▶ TO DO
What is the number of lines in the data that include the string "position"? Give it by itself.

*** Opening of EXERCISE MATERIALS ***

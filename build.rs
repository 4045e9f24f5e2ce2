use std::env;
use std::process::Command;

fn main() {
    println!("cargo:rerun-if-env-changed=BLPAPI_ROOT");
    println!("cargo:rerun-if-env-changed=BLPAPI_LIBDIR");

    // Python's lib directory, so the embedded interpreter used by the test
    // binaries links. PyO3's build script handles the rest.
    if let Ok(output) = Command::new("python3")
        .args([
            "-c",
            "import sysconfig; print(sysconfig.get_config_var('LIBDIR'))",
        ])
        .output()
    {
        if output.status.success() {
            let libdir = String::from_utf8_lossy(&output.stdout);
            let libdir = libdir.trim();
            if !libdir.is_empty() && libdir != "None" {
                println!("cargo:rustc-link-search=native={libdir}");
            }
        }
    }

    if env::var_os("CARGO_FEATURE_NATIVE").is_some() {
        link_blpapi();
    }
}

/// Link the native blpapi3 library: `BLPAPI_LIBDIR` if set, otherwise the
/// platform directory under `BLPAPI_ROOT`.
fn link_blpapi() {
    let libdir = env::var("BLPAPI_LIBDIR").ok().or_else(|| {
        let root = env::var("BLPAPI_ROOT").unwrap_or_else(|_| ".".to_owned());
        let platform = match env::var("CARGO_CFG_TARGET_OS").as_deref() {
            Ok("linux") => "Linux",
            Ok("macos") => "Darwin",
            _ => "lib",
        };
        Some(format!("{root}/{platform}"))
    });
    if let Some(libdir) = libdir {
        println!("cargo:rustc-link-search=native={libdir}");
    }

    let name = match env::var("CARGO_CFG_TARGET_POINTER_WIDTH").as_deref() {
        Ok("64") => "blpapi3_64",
        _ => "blpapi3_32",
    };
    println!("cargo:rustc-link-lib=dylib={name}");
}
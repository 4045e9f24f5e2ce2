//! Element to Python value conversion.
//!
//! [`element_to_py`] classifies an element once and hands it to exactly one
//! of the record, array or scalar converters; records and arrays of records
//! recurse back through it. Every converter builds owned `Bound` values, so
//! on the first failure anything already converted is dropped (and
//! decref'd) before the error propagates. Nothing partial is returned.

use pyo3::exceptions::PyUnicodeDecodeError;
use pyo3::prelude::*;
use pyo3::types::{PyBool, PyBytes, PyDict, PyFloat, PyList, PyString};
use tracing::{trace, warn};

use crate::datatype::DataType;
use crate::datetime::{default_adapter, DatetimeAdapter};
use crate::element::{Accessor, AccessorStatus, SchemaElement, Shape};
use crate::error::{BridgeError, Result};

/// Convert an element with the process-wide datetime adapter.
pub fn element_to_py<'py, E: SchemaElement>(
    py: Python<'py>,
    element: &E,
) -> Result<Bound<'py, PyAny>> {
    Converter::new(default_adapter()).element_to_py(py, element)
}

/// Converter bound to one datetime adapter.
#[derive(Clone, Copy)]
pub struct Converter<'a> {
    datetimes: &'a DatetimeAdapter,
}

impl<'a> Converter<'a> {
    pub fn new(datetimes: &'a DatetimeAdapter) -> Self {
        Self { datetimes }
    }

    /// Top-level dispatch.
    pub fn element_to_py<'py, E: SchemaElement>(
        &self,
        py: Python<'py>,
        element: &E,
    ) -> Result<Bound<'py, PyAny>> {
        let shape = Shape::of(element);
        trace!(?shape, "converting element");
        match shape {
            Shape::Complex => self.complex_to_py(py, element).map(Bound::into_any),
            Shape::Array => self.array_to_py(py, element).map(Bound::into_any),
            Shape::Null => Ok(py.None().into_bound(py)),
            Shape::Scalar => self.scalar_to_py(py, element, 0),
        }
    }

    /// Record: sub-element name to converted value, in native order. A
    /// repeated name keeps the later value.
    pub fn complex_to_py<'py, E: SchemaElement>(
        &self,
        py: Python<'py>,
        element: &E,
    ) -> Result<Bound<'py, PyDict>> {
        let dict = PyDict::new(py);
        for position in 0..element.num_elements() {
            let sub = element
                .element_at(position)
                .map_err(|status| BridgeError::accessor(Accessor::ElementAt, position, status))?;
            let name = utf8_to_py(py, sub.name())?;
            let value = self.element_to_py(py, &sub)?;
            dict.set_item(name, value)?;
        }
        Ok(dict)
    }

    /// Array: one entry per value, in native order. The schema type decides
    /// once whether the values are records or scalars.
    pub fn array_to_py<'py, E: SchemaElement>(
        &self,
        py: Python<'py>,
        element: &E,
    ) -> Result<Bound<'py, PyList>> {
        let count = element.num_values();
        let mut values = Vec::with_capacity(count);
        if element.type_is_complex() {
            for index in 0..count {
                let item = element.value_as_element(index).map_err(|status| {
                    BridgeError::accessor(Accessor::ValueAsElement, index, status)
                })?;
                values.push(self.element_to_py(py, &item)?);
            }
        } else {
            for index in 0..count {
                values.push(self.scalar_to_py(py, element, index)?);
            }
        }
        Ok(PyList::new(py, values)?)
    }

    /// One scalar value at `index`, by declared datatype.
    pub fn scalar_to_py<'py, E: SchemaElement>(
        &self,
        py: Python<'py>,
        element: &E,
        index: usize,
    ) -> Result<Bound<'py, PyAny>> {
        let tag = element.datatype();
        let Some(datatype) = DataType::from_raw(tag) else {
            warn!(tag, "unknown datatype tag on scalar path");
            return Err(BridgeError::UnsupportedDatatype { tag });
        };
        let failed = |accessor: Accessor| {
            move |status: AccessorStatus| BridgeError::accessor(accessor, index, status)
        };

        match datatype {
            DataType::Bool => {
                let value = element.value_as_bool(index).map_err(failed(Accessor::Bool))?;
                Ok(PyBool::new(py, value).to_owned().into_any())
            }
            DataType::Byte | DataType::Int32 | DataType::Int64 => {
                let value = element.value_as_int64(index).map_err(failed(Accessor::Int64))?;
                let value = match value.into_pyobject(py) {
                    Ok(int) => int,
                    Err(never) => match never {},
                };
                Ok(value.into_any())
            }
            DataType::Float32 | DataType::Float64 => {
                let value = element
                    .value_as_float64(index)
                    .map_err(failed(Accessor::Float64))?;
                Ok(PyFloat::new(py, value).into_any())
            }
            DataType::Char | DataType::String | DataType::Enumeration => {
                let raw = element.value_as_string(index).map_err(failed(Accessor::String))?;
                Ok(utf8_to_py(py, raw)?.into_any())
            }
            DataType::ByteArray => {
                let raw = element.value_as_bytes(index).map_err(failed(Accessor::Bytes))?;
                Ok(PyBytes::new(py, raw).into_any())
            }
            DataType::Date | DataType::Time | DataType::Datetime => {
                // Resolve before reading so a missing helper is reported
                // even for null timestamps.
                self.datetimes.helper(py)?;
                let value = element
                    .value_as_high_precision_datetime(index)
                    .map_err(failed(Accessor::HighPrecisionDatetime))?;
                self.datetimes.to_py(py, &value)
            }
            DataType::Decimal
            | DataType::Sequence
            | DataType::Choice
            | DataType::CorrelationId => {
                warn!(%datatype, "datatype reached scalar conversion");
                Err(BridgeError::UnsupportedDatatype { tag })
            }
        }
    }
}

/// Strict UTF-8 decode; invalid input raises `UnicodeDecodeError`.
fn utf8_to_py<'py>(py: Python<'py>, raw: &[u8]) -> Result<Bound<'py, PyString>> {
    match std::str::from_utf8(raw) {
        Ok(text) => Ok(PyString::new(py, text)),
        Err(e) => {
            let exc = PyUnicodeDecodeError::new_utf8(py, raw, e)?;
            Err(PyErr::from_value(exc.into_any()).into())
        }
    }
}
//! In-memory elements and a stand-in datetime helper, for exercising the
//! converters without the native library.
//!
//! `MockElement` counts accessor calls and can be told to fail a given
//! accessor, which is how the failure paths are tested.

use std::cell::Cell;
use std::ffi::CString;

use pyo3::prelude::*;
use pyo3::types::PyModule;

use crate::config::DatetimeHelperPath;
use crate::datatype::{DataType, HighPrecisionDatetime};
use crate::element::{Accessor, AccessorStatus, SchemaElement};

/// Status reported by an injected failure.
pub const INJECTED_FAILURE: AccessorStatus = AccessorStatus(-1);
/// Status reported for an index past the end, or a value of the wrong kind.
pub const BAD_INDEX: AccessorStatus = AccessorStatus(-2);

#[derive(Debug)]
pub enum MockValue {
    Bool(bool),
    Int(i64),
    Float(f64),
    Text(Vec<u8>),
    Bytes(Vec<u8>),
    Datetime(HighPrecisionDatetime),
    Element(MockElement),
}

#[derive(Debug)]
pub struct MockElement {
    name: Vec<u8>,
    datatype: i32,
    complex: bool,
    array: bool,
    null: bool,
    type_complex: bool,
    values: Vec<MockValue>,
    children: Vec<MockElement>,
    failures: Vec<Accessor>,
    accessor_calls: Cell<usize>,
    datatype_calls: Cell<usize>,
}

impl MockElement {
    fn scalar(name: &str, datatype: DataType, value: MockValue) -> Self {
        Self {
            name: name.as_bytes().to_vec(),
            datatype: datatype.as_raw(),
            complex: false,
            array: false,
            null: false,
            type_complex: false,
            values: vec![value],
            children: Vec::new(),
            failures: Vec::new(),
            accessor_calls: Cell::new(0),
            datatype_calls: Cell::new(0),
        }
    }

    pub fn boolean(name: &str, value: bool) -> Self {
        Self::scalar(name, DataType::Bool, MockValue::Bool(value))
    }

    pub fn int64(name: &str, value: i64) -> Self {
        Self::scalar(name, DataType::Int64, MockValue::Int(value))
    }

    pub fn float64(name: &str, value: f64) -> Self {
        Self::scalar(name, DataType::Float64, MockValue::Float(value))
    }

    pub fn string(name: &str, value: &str) -> Self {
        Self::raw_string(name, value.as_bytes().to_vec())
    }

    /// String element whose bytes need not be valid UTF-8.
    pub fn raw_string(name: &str, value: Vec<u8>) -> Self {
        Self::scalar(name, DataType::String, MockValue::Text(value))
    }

    pub fn bytes(name: &str, value: &[u8]) -> Self {
        Self::scalar(name, DataType::ByteArray, MockValue::Bytes(value.to_vec()))
    }

    pub fn datetime(name: &str, datatype: DataType, value: HighPrecisionDatetime) -> Self {
        Self::scalar(name, datatype, MockValue::Datetime(value))
    }

    /// Sequence-typed record with the given sub-elements, in order.
    pub fn record(name: &str, children: Vec<MockElement>) -> Self {
        Self {
            complex: true,
            type_complex: true,
            values: Vec::new(),
            children,
            ..Self::scalar(name, DataType::Sequence, MockValue::Int(0))
        }
    }

    /// Choice-typed record holding its single selected alternative.
    pub fn choice(name: &str, selection: MockElement) -> Self {
        Self::record(name, vec![selection]).with_datatype(DataType::Choice)
    }

    /// Array of scalars of one datatype.
    pub fn array(name: &str, datatype: DataType, values: Vec<MockValue>) -> Self {
        Self {
            array: true,
            values,
            ..Self::scalar(name, datatype, MockValue::Int(0))
        }
    }

    pub fn int_array(name: &str, values: &[i64]) -> Self {
        Self::array(
            name,
            DataType::Int64,
            values.iter().copied().map(MockValue::Int).collect(),
        )
    }

    /// Array whose schema type is complex; each value is a record.
    pub fn record_array(name: &str, records: Vec<MockElement>) -> Self {
        Self {
            array: true,
            type_complex: true,
            values: records.into_iter().map(MockValue::Element).collect(),
            ..Self::scalar(name, DataType::Sequence, MockValue::Int(0))
        }
    }

    /// Mark the element null. Arrays and records lose their contents, as
    /// null native elements report no values or sub-elements.
    pub fn into_null(mut self) -> Self {
        self.null = true;
        if self.array || self.complex {
            self.values.clear();
            self.children.clear();
        }
        self
    }

    /// Replace the name with bytes that need not be valid UTF-8.
    pub fn with_raw_name(mut self, name: Vec<u8>) -> Self {
        self.name = name;
        self
    }

    pub fn with_datatype(self, datatype: DataType) -> Self {
        self.with_raw_datatype(datatype.as_raw())
    }

    pub fn with_raw_datatype(mut self, tag: i32) -> Self {
        self.datatype = tag;
        self
    }

    /// Make `accessor` report [`INJECTED_FAILURE`] on this element.
    pub fn failing(mut self, accessor: Accessor) -> Self {
        self.failures.push(accessor);
        self
    }

    /// Value and child accessor calls made so far.
    pub fn accessor_calls(&self) -> usize {
        self.accessor_calls.get()
    }

    pub fn datatype_calls(&self) -> usize {
        self.datatype_calls.get()
    }

    fn enter(&self, accessor: Accessor) -> Result<(), AccessorStatus> {
        self.accessor_calls.set(self.accessor_calls.get() + 1);
        if self.failures.contains(&accessor) {
            Err(INJECTED_FAILURE)
        } else {
            Ok(())
        }
    }

    fn value(&self, accessor: Accessor, index: usize) -> Result<&MockValue, AccessorStatus> {
        self.enter(accessor)?;
        self.values.get(index).ok_or(BAD_INDEX)
    }
}

impl<'a> SchemaElement for &'a MockElement {
    fn is_complex_type(&self) -> bool {
        self.complex
    }

    fn is_array(&self) -> bool {
        self.array
    }

    fn is_null(&self) -> bool {
        self.null
    }

    fn datatype(&self) -> i32 {
        self.datatype_calls.set(self.datatype_calls.get() + 1);
        self.datatype
    }

    fn num_values(&self) -> usize {
        if self.complex {
            1
        } else {
            self.values.len()
        }
    }

    fn num_elements(&self) -> usize {
        self.children.len()
    }

    fn name(&self) -> &[u8] {
        &self.name
    }

    fn type_is_complex(&self) -> bool {
        self.type_complex
    }

    fn value_as_bool(&self, index: usize) -> Result<bool, AccessorStatus> {
        match self.value(Accessor::Bool, index)? {
            MockValue::Bool(v) => Ok(*v),
            _ => Err(BAD_INDEX),
        }
    }

    fn value_as_int64(&self, index: usize) -> Result<i64, AccessorStatus> {
        match self.value(Accessor::Int64, index)? {
            MockValue::Int(v) => Ok(*v),
            MockValue::Bool(v) => Ok(i64::from(*v)),
            _ => Err(BAD_INDEX),
        }
    }

    fn value_as_float64(&self, index: usize) -> Result<f64, AccessorStatus> {
        match self.value(Accessor::Float64, index)? {
            MockValue::Float(v) => Ok(*v),
            MockValue::Int(v) => Ok(*v as f64),
            _ => Err(BAD_INDEX),
        }
    }

    fn value_as_string(&self, index: usize) -> Result<&[u8], AccessorStatus> {
        match self.value(Accessor::String, index)? {
            MockValue::Text(v) => Ok(v.as_slice()),
            _ => Err(BAD_INDEX),
        }
    }

    fn value_as_bytes(&self, index: usize) -> Result<&[u8], AccessorStatus> {
        match self.value(Accessor::Bytes, index)? {
            MockValue::Bytes(v) => Ok(v.as_slice()),
            _ => Err(BAD_INDEX),
        }
    }

    fn value_as_high_precision_datetime(
        &self,
        index: usize,
    ) -> Result<HighPrecisionDatetime, AccessorStatus> {
        match self.value(Accessor::HighPrecisionDatetime, index)? {
            MockValue::Datetime(v) => Ok(*v),
            _ => Err(BAD_INDEX),
        }
    }

    fn element_at(&self, position: usize) -> Result<Self, AccessorStatus> {
        let element: &'a MockElement = *self;
        element.enter(Accessor::ElementAt)?;
        element.children.get(position).ok_or(BAD_INDEX)
    }

    fn value_as_element(&self, index: usize) -> Result<Self, AccessorStatus> {
        let element: &'a MockElement = *self;
        match element.value(Accessor::ValueAsElement, index)? {
            MockValue::Element(e) => Ok(e),
            _ => Err(BAD_INDEX),
        }
    }
}

// ==================== Datetime Helper ====================

/// Python source of a stand-in for `_DatetimeUtil.toPyTimeFromInts`.
/// `Util.calls` counts invocations.
pub const DATETIME_HELPER_SOURCE: &str = r#"
import datetime as _dt


class Util:
    calls = 0

    @staticmethod
    def build(parts, offset, year, month, day, hours, minutes, seconds, useconds):
        Util.calls += 1
        tz = _dt.timezone(_dt.timedelta(minutes=offset)) if parts & 0x8 else None
        has_date = (parts & 0x7) == 0x7
        has_time = (parts & 0xF0) != 0
        if has_date and has_time:
            return _dt.datetime(year, month, day, hours, minutes, seconds, useconds, tz)
        if has_date:
            return _dt.date(year, month, day)
        return _dt.time(hours, minutes, seconds, useconds, tz)
"#;

/// Register the stand-in helper as module `module_name` in `sys.modules`
/// and return the path that resolves to it.
pub fn install_datetime_helper(py: Python<'_>, module_name: &str) -> PyResult<DatetimeHelperPath> {
    let code = CString::new(DATETIME_HELPER_SOURCE)?;
    let file = CString::new(format!("{module_name}.py"))?;
    let name = CString::new(module_name)?;
    let module = PyModule::from_code(py, &code, &file, &name)?;
    py.import("sys")?
        .getattr("modules")?
        .set_item(module_name, module)?;
    Ok(DatetimeHelperPath::new(module_name, "Util", "build"))
}

/// How many times the helper in `module_name` has been called.
pub fn helper_calls(py: Python<'_>, module_name: &str) -> usize {
    py.import(module_name)
        .and_then(|m| m.getattr("Util"))
        .and_then(|util| util.getattr("calls"))
        .and_then(|calls| calls.extract())
        .unwrap_or(0)
}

*** Close of EXERCISE MATERIALS ***

▶ RESULT OF THE TASK
5